と同時に、素人が見ていてもある意味当たり前のこと(緊急事態の解除基準を明らかにすることは、延長判断と裏表の関係になる鍵情報であるだろうことは普通にものを考えるなら、当然の事なのだろうけれど)をやっておられることが称賛の対象になるくらい、国が行っていることが的外れだったり貧弱だったり、お粗末ですらあったりすることを、一人の市長が浮き彫りにして見せたということも、悪代官に対する「水戸黄門」の姿のように、われわれの目に映っているということでもあるのだろう。
ただ、「水戸黄門」にしろ、スーパーヒーローにしろ、テレビドラマやアニメの世界においてのみの現象であってほしい、と個人的には思う。虚構世界が現実世界に浸潤を開始するということは、病んだ社会がコロナとは別の病的症状を露呈しつつあるような、健全さを失っている指標のひとつですらあるように思われるので。それにしても、政治や社会の危うさを目の当たりにすることは、コロナ禍に加えて、さらに言いようのない不安感を募らせるということであってみれば、さらに辛い……。もっとも、ネット上に限定すれば、それ自体一つの虚構的世界ではあろうけれど。
許された範囲内で営業を続ける個人商店や小規模店舗に対して、クレームや中傷、さらには営業妨害的な行為に走るミニヒーローの出没も、ほとんど病気の世界的現象ではあろうけれども。昔は、隣近所に口うるさいおじさんやおばさんがいて、子供たちのふるまいやご近所のトラブルに口を出す、みたいなことがあったとされ、ある意味日本人の美質のひとつみたいに言われたりもしていたけれど、それとこれとはちょっと本質が違うだろうし……。
突然の痛風。なんとか、痛みはおさまりつつあるようだ。靴を履く際、痛い方の靴はかかとを踏みつぶして、買い物などにでかけている状態。気が付いた人がみれば、この人なにやっているのか、というレベルの姿ではあるのだろう。ともかく、水を意識的に飲んで、尿酸を体外に排出することが肝心のようだ。服薬は、ずっと昔、在京の頃にとんでもない状態を引き起こしたので、飲む意志はなし(というのか、ふりかえってみれば、痛風との突発的なお付き合いは、ずいぶん昔からということではあったのだ……)。
そろそろ「歩き」を再開しなければ、せっかく体重が減少傾向をみせつつあったのに、その甲斐もないということになりそうだ(「歩き」だけでは体重は減らない、ということも確かではあるのだが)。
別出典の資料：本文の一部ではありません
impl ManifestBuilder {
    pub fn new() -> Self {
        Self::default()
    }

    pub fn annotation(mut self, key: impl Into<String>, value: impl Into<String>) -> Self {
        self.annotations.insert(key.into(), value.into());
        self
    }

    /// Copy a caller-owned annotation map.
    pub fn annotations<I, K, V>(mut self, annotations: I) -> Self
    where
        I: IntoIterator<Item = (K, V)>,
        K: Into<String>,
        V: Into<String>,
    {
        self.annotations
            .extend(annotations.into_iter().map(|(k, v)| (k.into(), v.into())));
        self
    }

    /// Target platform, `os/arch` or `os/arch/variant`.
    pub fn platform(mut self, platform: impl Into<String>) -> Self {
        self.platform = Some(platform.into());
        self
    }

    pub fn build(&self, packed: PackedBundle) -> Result<Bundle> {
        if let Some(key) = self.annotations.keys().find(|k| k.trim().is_empty()) {
            return Err(BundleError::InvalidOption(format!(
                "Invalid annotation key '{}'",
                key
            )));
        }

        let platform = self
            .platform
            .as_deref()
            .map(Platform::from_str)
            .transpose()?;

        let index = BundleIndex {
            layout: packed.layout,
            os: platform.as_ref().map(|p| p.os.clone()),
            architecture: platform.as_ref().map(|p| p.architecture.clone()),
            variant: platform.as_ref().and_then(|p| p.variant.clone()),
            entries: packed.entries,
        };
        let config = Blob::new(BUNDLE_CONFIG_MEDIA_TYPE, serde_json::to_vec(&index)?);

        let manifest = BundleManifest {
            schema_version: 2,
            media_type: Some(OCI_MANIFEST_MEDIA_TYPE.to_string()),
            artifact_type: Some(BUNDLE_ARTIFACT_TYPE.to_string()),
            config: config.descriptor(),
            layers: packed.layers.iter().map(Blob::descriptor).collect(),
            annotations: self.annotations.clone(),
        };

        tracing::debug!(
            layers = manifest.layers.len(),
            entries = index.entries.len(),
            platform = ?self.platform,
            "Built bundle manifest"
        );

        Bundle::from_parts(manifest, config, packed.layers)
    }
}

#[cfg(test)]
mod tests {
    use super::*;
    use a3s_bundle_core::error::ErrorKind;

    fn packed_one_file() -> PackedBundle {
        let blob = Blob::new(BUNDLE_FILE_MEDIA_TYPE, b"hello".to_vec())
            .with_annotation(annotations::TITLE, "a.txt");
        PackedBundle {
            layout: PackLayout::Files,
            entries: vec![BundleEntry::file("a.txt", 0o644, 5, blob.digest())],
            layers: vec![blob],
        }
    }

    #[test]
    fn test_platform_parse() {
        let p: Platform = "linux/amd64".parse().unwrap();
        assert_eq!(p.os, "linux");
        assert_eq!(p.architecture, "amd64");
        assert_eq!(p.variant, None);

        let p: Platform = "linux/arm64/v8".parse().unwrap();
        assert_eq!(p.variant.as_deref(), Some("v8"));
        assert_eq!(p.to_string(), "linux/arm64/v8");
    }

    #[test]
    fn test_platform_parse_invalid() {
        for bad in ["linux", "linux/", "/amd64", "a/b/c/d", "linux//v8", ""] {
            let err = bad.parse::<Platform>().unwrap_err();
            assert_eq!(err.kind(), ErrorKind::InvalidOption, "{}", bad);
        }
    }

    #[test]
    fn test_build_manifest() {
        let bundle = ManifestBuilder::new()
            .annotation(annotations::VERSION, "1.0.0")
            .platform("linux/amd64")
            .build(packed_one_file())
            .unwrap();

        let manifest = bundle.manifest();
        assert_eq!(manifest.schema_version, 2);
        assert_eq!(manifest.layers.len(), 1);
        assert_eq!(manifest.layers[0].size, 5);
        assert_eq!(manifest.config.media_type, BUNDLE_CONFIG_MEDIA_TYPE);
        assert_eq!(
            manifest.annotations.get(annotations::VERSION).map(String::as_str),
            Some("1.0.0")
        );
        assert_eq!(bundle.platform().unwrap().to_string(), "linux/amd64");
        assert!(bundle.resolve(&manifest.layers[0].digest).is_some());
        assert!(manifest.validate().is_ok());
    }

    #[test]
    fn test_build_invalid_platform() {
        let err = ManifestBuilder::new()
            .platform("linux")
            .build(packed_one_file())
            .unwrap_err();
        assert_eq!(err.kind(), ErrorKind::InvalidOption);
    }

    #[test]
    fn test_build_empty_annotation_key() {
        let err = ManifestBuilder::new()
            .annotation("", "x")
            .build(packed_one_file())
            .unwrap_err();
        assert_eq!(err.kind(), ErrorKind::InvalidOption);
    }

    #[test]
    fn test_annotations_are_copied() {
        let mut caller = HashMap::new();
        caller.insert("com.example.team".to_string(), "infra".to_string());
        let builder = ManifestBuilder::new().annotations(caller.clone());
        caller.insert("com.example.late".to_string(), "x".to_string());

        let bundle = builder.build(packed_one_file()).unwrap();
        assert_eq!(bundle.annotations().len(), 1);
        assert!(bundle.annotations().contains_key("com.example.team"));
    }

    #[test]
    fn test_build_is_deterministic() {
        let a = ManifestBuilder::new()
            .annotation("b", "2")
            .annotation("a", "1")
            .build(packed_one_file())
            .unwrap();
        let b = ManifestBuilder::new()
            .annotation("a", "1")
            .annotation("b", "2")
            .build(packed_one_file())
            .unwrap();
        assert_eq!(a.manifest().to_json().unwrap(), b.manifest().to_json().unwrap());
        assert_eq!(a.manifest().digest().unwrap(), b.manifest().digest().unwrap());
    }

    #[test]
    fn test_unresolvable_entry_rejected() {
        let mut packed = packed_one_file();
        packed
            .entries
            .push(BundleEntry::file("missing.txt", 0o644, 3, "sha256:deadbeef"));
        let err = ManifestBuilder::new().build(packed).unwrap_err();
        assert!(err.to_string().contains("missing.txt"));
    }

    #[test]
    fn test_blob_from_descriptor() {
        let blob = Blob::new(BUNDLE_FILE_MEDIA_TYPE, b"hello".to_vec());
        let descriptor = blob.descriptor();

        assert!(Blob::from_descriptor(&descriptor, b"hello".to_vec()).is_ok());

        let err = Blob::from_descriptor(&descriptor, b"hullo".to_vec()).unwrap_err();
        assert_eq!(err.kind(), ErrorKind::DigestMismatch);

        let err = Blob::from_descriptor(&descriptor, b"hello!".to_vec()).unwrap_err();
        assert_eq!(err.kind(), ErrorKind::DigestMismatch);
    }

    #[test]
    fn test_manifest_validate_rejects_foreign_config() {
        let mut manifest = ManifestBuilder::new()
            .build(packed_one_file())
            .unwrap()
            .manifest()
            .clone();
        manifest.config.media_type = "application/vnd.oci.image.config.v1+json".to_string();
        let err = manifest.validate().unwrap_err();
        assert_eq!(err.kind(), ErrorKind::NonTransientTransport);
    }

    #[test]
    fn test_manifest_json_shape() {
        let bundle = ManifestBuilder::new().build(packed_one_file()).unwrap();
        let value: serde_json::Value =
            serde_json::from_slice(&bundle.manifest().to_json().unwrap()).unwrap();
        assert_eq!(value["schemaVersion"], 2);
        assert_eq!(value["mediaType"], OCI_MANIFEST_MEDIA_TYPE);
        assert_eq!(value["artifactType"], BUNDLE_ARTIFACT_TYPE);
        assert_eq!(value["layers"][0]["annotations"][annotations::TITLE], "a.txt");
        assert!(value.get("annotations").is_none());
    }
}
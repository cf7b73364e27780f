//! Bundle entries and relative-path rules shared by packing and extraction.

use std::collections::VecDeque;
use std::path::Path;

use a3s_bundle_core::error::{BundleError, Result};
use serde::{Deserialize, Serialize};

/// Kind of filesystem object recorded in a bundle.
#[derive(Debug, Clone, Copy, PartialEq, Eq, Serialize, Deserialize)]
#[serde(rename_all = "lowercase")]
pub enum EntryKind {
    File,
    Directory,
    Symlink,
}

/// One filesystem object in a bundle.
#[derive(Debug, Clone, PartialEq, Eq, Serialize, Deserialize)]
#[serde(rename_all = "camelCase")]
pub struct BundleEntry {
    /// Slash-separated path relative to the bundle root
    pub path: String,
    pub kind: EntryKind,
    /// Permission bits (`0o7777` range)
    pub mode: u32,
    /// Content length in bytes (0 for directories and symlinks)
    pub size: u64,
    /// Link target, symlinks only
    #[serde(default, skip_serializing_if = "Option::is_none")]
    pub link_target: Option<String>,
    /// Content digest, regular files only
    #[serde(default, skip_serializing_if = "Option::is_none")]
    pub digest: Option<String>,
}

impl BundleEntry {
    pub fn directory(path: impl Into<String>, mode: u32) -> Self {
        Self {
            path: path.into(),
            kind: EntryKind::Directory,
            mode,
            size: 0,
            link_target: None,
            digest: None,
        }
    }

    pub fn file(path: impl Into<String>, mode: u32, size: u64, digest: impl Into<String>) -> Self {
        Self {
            path: path.into(),
            kind: EntryKind::File,
            mode,
            size,
            link_target: None,
            digest: Some(digest.into()),
        }
    }

    pub fn symlink(path: impl Into<String>, target: impl Into<String>) -> Self {
        Self {
            path: path.into(),
            kind: EntryKind::Symlink,
            mode: 0o777,
            size: 0,
            link_target: Some(target.into()),
            digest: None,
        }
    }

    /// Whether any execute bit is recorded.
    pub fn is_executable(&self) -> bool {
        self.mode & 0o111 != 0
    }
}

/// Split an entry path into its meaningful segments.
///
/// Empty and `.` segments are dropped. Absolute paths (including Windows
/// drive and UNC forms) and `..` segments are rejected. An empty result
/// names the bundle root.
pub fn split_relative(path: &str) -> Result<Vec<&str>> {
    if path.starts_with('/') || path.starts_with('\\') {
        return Err(BundleError::SecurityViolation(format!(
            "absolute entry path: '{}'",
            path
        )));
    }

    let segments: Vec<&str> = path
        .split('/')
        .filter(|s| !s.is_empty() && *s != ".")
        .collect();

    if let Some(first) = segments.first() {
        let bytes = first.as_bytes();
        if bytes.len() >= 2 && bytes[1] == b':' && bytes[0].is_ascii_alphabetic() {
            return Err(BundleError::SecurityViolation(format!(
                "absolute entry path: '{}'",
                path
            )));
        }
    }

    if segments.iter().any(|s| *s == ".." || s.contains('\\')) {
        return Err(BundleError::SecurityViolation(format!(
            "entry path escapes destination: '{}'",
            path
        )));
    }

    Ok(segments)
}

/// Check that a symlink at `link_segments` pointing to `target` resolves
/// inside the tree, using lexical resolution only.
pub fn link_stays_within(link_segments: &[&str], target: &str) -> Result<()> {
    if target.is_empty() {
        return Err(BundleError::SecurityViolation(format!(
            "empty symlink target at '{}'",
            link_segments.join("/")
        )));
    }
    if target.starts_with('/') || target.starts_with('\\') {
        return Err(BundleError::SecurityViolation(format!(
            "symlink '{}' points to absolute path '{}'",
            link_segments.join("/"),
            target
        )));
    }

    // Resolution starts from the directory holding the link.
    let mut depth = link_segments.len().saturating_sub(1);
    for segment in target.split('/') {
        match segment {
            "" | "." => {}
            ".." => {
                if depth == 0 {
                    return Err(BundleError::SecurityViolation(format!(
                        "symlink '{}' points outside the tree: '{}'",
                        link_segments.join("/"),
                        target
                    )));
                }
                depth -= 1;
            }
            _ => depth += 1,
        }
    }
    Ok(())
}

/// Symlinks followed while resolving one link target.
pub const MAX_LINK_HOPS: usize = 40;

/// Resolve `target` for a link stored in `link_dir` (relative to `root`),
/// following symlinks that already exist under `root`.
///
/// Every step must stay inside `root`. Components missing on disk resolve
/// lexically. Returns the resolved location relative to `root`.
pub fn resolve_link_within(
    root: &Path,
    link_dir: &[&str],
    link: &str,
    target: &str,
) -> Result<Vec<String>> {
    let outside = || {
        BundleError::SecurityViolation(format!(
            "symlink '{}' points outside the tree: '{}'",
            link, target
        ))
    };

    let mut position: Vec<String> = link_dir.iter().map(|s| s.to_string()).collect();
    let mut pending = link_components(target).ok_or_else(outside)?;
    let mut hops = 0;

    while let Some(segment) = pending.pop_front() {
        if segment == ".." {
            position.pop().ok_or_else(outside)?;
            continue;
        }

        let mut candidate = root.to_path_buf();
        candidate.extend(&position);
        candidate.push(&segment);
        match std::fs::symlink_metadata(&candidate) {
            Ok(meta) if meta.file_type().is_symlink() => {
                hops += 1;
                if hops > MAX_LINK_HOPS {
                    return Err(BundleError::SecurityViolation(format!(
                        "symlink '{}' resolves through more than {} links",
                        link, MAX_LINK_HOPS
                    )));
                }
                let next =
                    std::fs::read_link(&candidate).map_err(|e| BundleError::io(&candidate, e))?;
                let next = next.to_str().and_then(link_components).ok_or_else(outside)?;
                // The hop is resolved from the directory holding that link.
                for part in next.into_iter().rev() {
                    pending.push_front(part);
                }
            }
            _ => position.push(segment),
        }
    }

    Ok(position)
}

/// Segments of a relative link target; `None` for absolute targets.
fn link_components(target: &str) -> Option<VecDeque<String>> {
    if target.starts_with('/') || target.starts_with('\\') {
        return None;
    }
    Some(
        target
            .split('/')
            .filter(|s| !s.is_empty() && *s != ".")
            .map(str::to_string)
            .collect(),
    )
}

#[cfg(test)]
mod tests {
    use super::*;
    use a3s_bundle_core::error::ErrorKind;

    #[test]
    fn test_split_relative_plain() {
        assert_eq!(split_relative("a/b/c.txt").unwrap(), vec!["a", "b", "c.txt"]);
        assert_eq!(split_relative("./a//b/").unwrap(), vec!["a", "b"]);
        assert!(split_relative(".").unwrap().is_empty());
    }

    #[test]
    fn test_split_relative_rejects_traversal() {
        let err = split_relative("../../etc/passwd").unwrap_err();
        assert_eq!(err.kind(), ErrorKind::SecurityViolation);
        assert!(split_relative("a/../../b").is_err());
        assert!(split_relative("a/..").is_err());
    }

    #[test]
    fn test_split_relative_rejects_absolute() {
        assert!(split_relative("/etc/passwd").is_err());
        assert!(split_relative("\\windows\\system32").is_err());
        assert!(split_relative("C:/Windows").is_err());
        assert!(split_relative("a\\..\\b").is_err());
    }

    #[test]
    fn test_link_within_tree() {
        assert!(link_stays_within(&["a", "link"], "target").is_ok());
        assert!(link_stays_within(&["a", "link"], "../b/target").is_ok());
        assert!(link_stays_within(&["a", "b", "link"], "../../c").is_ok());
    }

    #[test]
    fn test_link_outside_tree() {
        assert!(link_stays_within(&["link"], "../outside").is_err());
        assert!(link_stays_within(&["a", "link"], "../../outside").is_err());
        assert!(link_stays_within(&["a", "link"], "/etc/passwd").is_err());
        assert!(link_stays_within(&["a", "link"], "").is_err());
    }

    #[cfg(unix)]
    #[test]
    fn test_resolve_follows_links_on_disk() {
        use std::os::unix::fs::symlink;

        let root = tempfile::TempDir::new().unwrap();
        std::fs::create_dir_all(root.path().join("sub/deep")).unwrap();
        symlink("sub/deep", root.path().join("d")).unwrap();
        symlink(".", root.path().join("a")).unwrap();

        let resolved = resolve_link_within(root.path(), &[], "l", "d/../x").unwrap();
        assert_eq!(resolved, vec!["sub", "x"]);
        // missing components resolve lexically
        let resolved = resolve_link_within(root.path(), &["sub"], "sub/l", "new/../y").unwrap();
        assert_eq!(resolved, vec!["sub", "y"]);

        let err = resolve_link_within(root.path(), &[], "b", "a/..").unwrap_err();
        assert_eq!(err.kind(), ErrorKind::SecurityViolation);
        assert!(resolve_link_within(root.path(), &["sub"], "sub/l", "../a/a/..").is_err());
    }

    #[cfg(unix)]
    #[test]
    fn test_resolve_rejects_link_loops() {
        use std::os::unix::fs::symlink;

        let root = tempfile::TempDir::new().unwrap();
        symlink("y", root.path().join("x")).unwrap();
        symlink("x", root.path().join("y")).unwrap();

        let err = resolve_link_within(root.path(), &[], "l", "x/f").unwrap_err();
        assert_eq!(err.kind(), ErrorKind::SecurityViolation);
        assert!(err.to_string().contains("more than"));
    }

    #[cfg(unix)]
    #[test]
    fn test_resolve_rejects_absolute_hop() {
        use std::os::unix::fs::symlink;

        let root = tempfile::TempDir::new().unwrap();
        symlink("/tmp", root.path().join("abs")).unwrap();

        let err = resolve_link_within(root.path(), &[], "l", "abs/f").unwrap_err();
        assert_eq!(err.kind(), ErrorKind::SecurityViolation);
    }

    #[test]
    fn test_entry_serialization() {
        let entry = BundleEntry::file("sub/b.txt", 0o644, 20, "sha256:abc");
        let json = serde_json::to_string(&entry).unwrap();
        assert_eq!(
            json,
            r#"{"path":"sub/b.txt","kind":"file","mode":420,"size":20,"digest":"sha256:abc"}"#
        );

        let link: BundleEntry =
            serde_json::from_str(r#"{"path":"l","kind":"symlink","mode":511,"size":0,"linkTarget":"a"}"#)
                .unwrap();
        assert_eq!(link.link_target.as_deref(), Some("a"));
    }

    #[test]
    fn test_is_executable() {
        assert!(BundleEntry::file("run.sh", 0o755, 0, "sha256:x").is_executable());
        assert!(!BundleEntry::file("a.txt", 0o644, 0, "sha256:x").is_executable());
    }
}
蕉風一門の俳文集『風俗文選』を読み進める。許六が断然文章が上手いし、視点が面白いし、総合力は突出しているな、と感心する。明治期になって、子規一家の写生文も面白くないわけではないけれど、こちらの俳文のほうが(引用文や出典など、こちらの能力をずいぶん超えている点は措いておくとして)断然読みごたえがあって面白い。写生文と俳文を比べるのは、不公平かもしれないけれども……。
五月もすでに四日。風薫る、というより、ずいぶん蒸し暑い五月ではある。風が吹けば、なぜかやたら強風だったりするし。カーポートの屋根が汚れているのは、黄砂のせいなのだろうか、などとも思う。